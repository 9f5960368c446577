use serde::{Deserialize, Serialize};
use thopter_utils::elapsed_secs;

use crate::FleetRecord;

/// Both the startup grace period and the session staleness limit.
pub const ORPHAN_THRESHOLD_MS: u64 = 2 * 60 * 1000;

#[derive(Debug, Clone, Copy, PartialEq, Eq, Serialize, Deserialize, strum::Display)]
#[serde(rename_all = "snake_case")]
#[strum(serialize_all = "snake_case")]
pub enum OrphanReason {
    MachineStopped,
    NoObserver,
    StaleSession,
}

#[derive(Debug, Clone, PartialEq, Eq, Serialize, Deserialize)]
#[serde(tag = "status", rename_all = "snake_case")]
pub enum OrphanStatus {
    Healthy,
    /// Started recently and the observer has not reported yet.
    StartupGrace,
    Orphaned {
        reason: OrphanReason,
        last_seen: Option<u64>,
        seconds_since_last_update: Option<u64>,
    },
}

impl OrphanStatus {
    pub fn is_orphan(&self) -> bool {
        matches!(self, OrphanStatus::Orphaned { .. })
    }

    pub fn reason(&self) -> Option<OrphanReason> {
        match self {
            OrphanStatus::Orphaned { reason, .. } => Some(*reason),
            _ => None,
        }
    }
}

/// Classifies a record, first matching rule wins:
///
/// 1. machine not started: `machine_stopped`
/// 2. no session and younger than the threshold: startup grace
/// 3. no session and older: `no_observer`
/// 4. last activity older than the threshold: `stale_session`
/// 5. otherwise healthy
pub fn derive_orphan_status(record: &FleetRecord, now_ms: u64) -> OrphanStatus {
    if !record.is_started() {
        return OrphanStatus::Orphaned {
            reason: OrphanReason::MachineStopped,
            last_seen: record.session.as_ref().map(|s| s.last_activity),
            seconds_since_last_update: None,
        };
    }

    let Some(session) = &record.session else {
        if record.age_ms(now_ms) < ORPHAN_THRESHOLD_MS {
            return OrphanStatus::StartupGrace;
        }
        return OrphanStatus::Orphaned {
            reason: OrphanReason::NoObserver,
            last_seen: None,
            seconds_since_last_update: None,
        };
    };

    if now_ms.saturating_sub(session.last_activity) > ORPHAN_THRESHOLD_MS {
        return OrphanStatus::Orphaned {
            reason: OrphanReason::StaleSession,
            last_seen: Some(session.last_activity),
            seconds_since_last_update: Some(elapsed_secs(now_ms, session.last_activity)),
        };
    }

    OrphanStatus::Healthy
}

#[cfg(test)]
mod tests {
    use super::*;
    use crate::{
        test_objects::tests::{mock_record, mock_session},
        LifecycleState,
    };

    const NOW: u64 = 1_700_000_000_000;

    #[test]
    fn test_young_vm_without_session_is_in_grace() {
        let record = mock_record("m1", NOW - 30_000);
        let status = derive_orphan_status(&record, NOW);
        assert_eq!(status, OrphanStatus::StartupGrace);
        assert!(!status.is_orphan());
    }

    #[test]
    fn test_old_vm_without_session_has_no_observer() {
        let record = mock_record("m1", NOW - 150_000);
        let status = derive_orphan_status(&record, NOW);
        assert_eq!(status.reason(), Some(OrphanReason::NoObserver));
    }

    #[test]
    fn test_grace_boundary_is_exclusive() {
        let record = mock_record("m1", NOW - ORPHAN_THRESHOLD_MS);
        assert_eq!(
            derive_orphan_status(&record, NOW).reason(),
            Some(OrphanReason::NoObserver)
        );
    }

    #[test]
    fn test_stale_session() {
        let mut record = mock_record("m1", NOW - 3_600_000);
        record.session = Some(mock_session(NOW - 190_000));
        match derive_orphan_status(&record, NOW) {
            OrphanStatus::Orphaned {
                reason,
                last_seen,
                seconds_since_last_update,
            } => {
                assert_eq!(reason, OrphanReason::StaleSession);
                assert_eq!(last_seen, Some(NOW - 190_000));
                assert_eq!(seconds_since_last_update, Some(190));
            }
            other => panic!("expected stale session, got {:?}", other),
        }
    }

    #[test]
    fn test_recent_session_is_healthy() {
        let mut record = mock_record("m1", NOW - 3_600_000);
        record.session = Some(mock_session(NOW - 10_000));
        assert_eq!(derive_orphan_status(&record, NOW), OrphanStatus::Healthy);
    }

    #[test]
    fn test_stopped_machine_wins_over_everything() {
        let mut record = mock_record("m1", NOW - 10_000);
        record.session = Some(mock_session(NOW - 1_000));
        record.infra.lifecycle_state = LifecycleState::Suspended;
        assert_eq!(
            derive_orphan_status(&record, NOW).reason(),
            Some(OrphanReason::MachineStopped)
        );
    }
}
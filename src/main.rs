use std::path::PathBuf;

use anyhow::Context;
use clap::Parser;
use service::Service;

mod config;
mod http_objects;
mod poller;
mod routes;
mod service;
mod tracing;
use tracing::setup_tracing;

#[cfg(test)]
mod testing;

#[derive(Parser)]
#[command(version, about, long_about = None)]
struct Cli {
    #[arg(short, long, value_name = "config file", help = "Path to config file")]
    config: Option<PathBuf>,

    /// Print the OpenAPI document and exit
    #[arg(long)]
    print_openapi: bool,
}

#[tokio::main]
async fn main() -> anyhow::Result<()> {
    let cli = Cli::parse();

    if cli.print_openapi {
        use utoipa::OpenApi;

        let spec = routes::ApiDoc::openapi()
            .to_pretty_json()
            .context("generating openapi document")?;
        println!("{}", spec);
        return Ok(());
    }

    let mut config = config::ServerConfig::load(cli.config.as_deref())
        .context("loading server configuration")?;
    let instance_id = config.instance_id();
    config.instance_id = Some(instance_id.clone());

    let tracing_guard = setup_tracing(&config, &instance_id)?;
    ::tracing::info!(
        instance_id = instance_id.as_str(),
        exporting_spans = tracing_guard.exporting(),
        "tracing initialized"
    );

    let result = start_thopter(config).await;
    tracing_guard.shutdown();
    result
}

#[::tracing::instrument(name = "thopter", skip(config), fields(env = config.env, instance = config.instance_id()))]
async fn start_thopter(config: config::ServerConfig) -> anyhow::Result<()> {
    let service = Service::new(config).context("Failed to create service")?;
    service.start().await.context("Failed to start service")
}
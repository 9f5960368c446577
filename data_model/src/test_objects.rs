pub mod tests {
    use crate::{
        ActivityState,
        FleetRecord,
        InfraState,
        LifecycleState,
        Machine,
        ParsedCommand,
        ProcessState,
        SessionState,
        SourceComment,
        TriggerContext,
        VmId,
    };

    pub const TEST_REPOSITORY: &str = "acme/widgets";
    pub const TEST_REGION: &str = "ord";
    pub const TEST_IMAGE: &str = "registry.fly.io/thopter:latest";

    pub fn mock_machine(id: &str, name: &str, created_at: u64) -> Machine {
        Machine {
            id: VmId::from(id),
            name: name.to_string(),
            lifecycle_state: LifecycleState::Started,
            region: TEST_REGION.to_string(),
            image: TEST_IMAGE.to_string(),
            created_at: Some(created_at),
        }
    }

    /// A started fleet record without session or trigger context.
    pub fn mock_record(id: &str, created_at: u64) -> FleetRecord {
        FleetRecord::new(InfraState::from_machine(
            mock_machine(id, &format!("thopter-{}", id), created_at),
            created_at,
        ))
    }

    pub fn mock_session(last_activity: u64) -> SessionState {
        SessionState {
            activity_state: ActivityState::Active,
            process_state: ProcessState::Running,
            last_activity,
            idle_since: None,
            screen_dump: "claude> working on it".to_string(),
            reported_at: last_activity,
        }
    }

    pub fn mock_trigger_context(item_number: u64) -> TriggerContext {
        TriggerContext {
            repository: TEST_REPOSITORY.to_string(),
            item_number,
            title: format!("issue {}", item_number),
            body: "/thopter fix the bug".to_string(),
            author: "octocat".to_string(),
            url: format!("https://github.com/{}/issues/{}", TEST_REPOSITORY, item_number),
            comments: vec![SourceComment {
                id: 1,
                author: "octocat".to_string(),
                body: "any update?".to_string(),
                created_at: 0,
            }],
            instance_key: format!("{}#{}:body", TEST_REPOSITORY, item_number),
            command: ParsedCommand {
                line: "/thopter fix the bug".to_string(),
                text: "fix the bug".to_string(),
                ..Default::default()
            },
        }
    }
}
===============
Problem to work on: If a line in the data above holds the string "const", report that line.

Answer to this task:
pub const ORPHAN_THRESHOLD_MS: u64 = 2 * 60 * 1000;
    const NOW: u64 = 1_700_000_000_000;
    pub const TEST_REPOSITORY: &str = "acme/widgets";
    pub const TEST_REGION: &str = "ord";
    pub const TEST_IMAGE: &str = "registry.fly.io/thopter:latest";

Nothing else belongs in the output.